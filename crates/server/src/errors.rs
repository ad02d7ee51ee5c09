use axum::http::StatusCode;
use axum::response::{IntoResponse, Response};
use axum::Json;
use thiserror::Error;

use store::StoreError;

/// Errors a handler can surface to the client. Storage errors keep their
/// message; the status code is derived from the error kind.
#[derive(Debug, Error)]
pub enum ApiError {
    #[error(transparent)]
    Store(#[from] StoreError),

    #[error("body is empty")]
    EmptyBody,
}

impl ApiError {
    fn status(&self) -> StatusCode {
        match self {
            ApiError::Store(StoreError::DatabaseExists(_)) => StatusCode::CONFLICT,
            ApiError::Store(StoreError::DatabaseNotFound(_))
            | ApiError::Store(StoreError::KeyNotFound(_)) => StatusCode::NOT_FOUND,
            ApiError::Store(StoreError::Io(_)) | ApiError::Store(StoreError::Codec(_)) => {
                StatusCode::INTERNAL_SERVER_ERROR
            }
            ApiError::EmptyBody => StatusCode::BAD_REQUEST,
        }
    }
}

impl IntoResponse for ApiError {
    fn into_response(self) -> Response {
        let status = self.status();
        (status, Json(serde_json::json!({ "error": self.to_string() }))).into_response()
    }
}

#[cfg(test)]
mod tests {
    use super::*;

    #[test]
    fn status_codes_follow_error_kind() {
        let conflict = ApiError::Store(StoreError::DatabaseExists("x".into()));
        assert_eq!(conflict.status(), StatusCode::CONFLICT);

        let missing_db = ApiError::Store(StoreError::DatabaseNotFound("x".into()));
        assert_eq!(missing_db.status(), StatusCode::NOT_FOUND);

        let missing_key = ApiError::Store(StoreError::KeyNotFound("x".into()));
        assert_eq!(missing_key.status(), StatusCode::NOT_FOUND);

        assert_eq!(ApiError::EmptyBody.status(), StatusCode::BAD_REQUEST);
    }
}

● **Exercise description**
Say how many lines of the data include the string "DatabaseExists". Nothing other than the number should be given.

● **Answer space**
2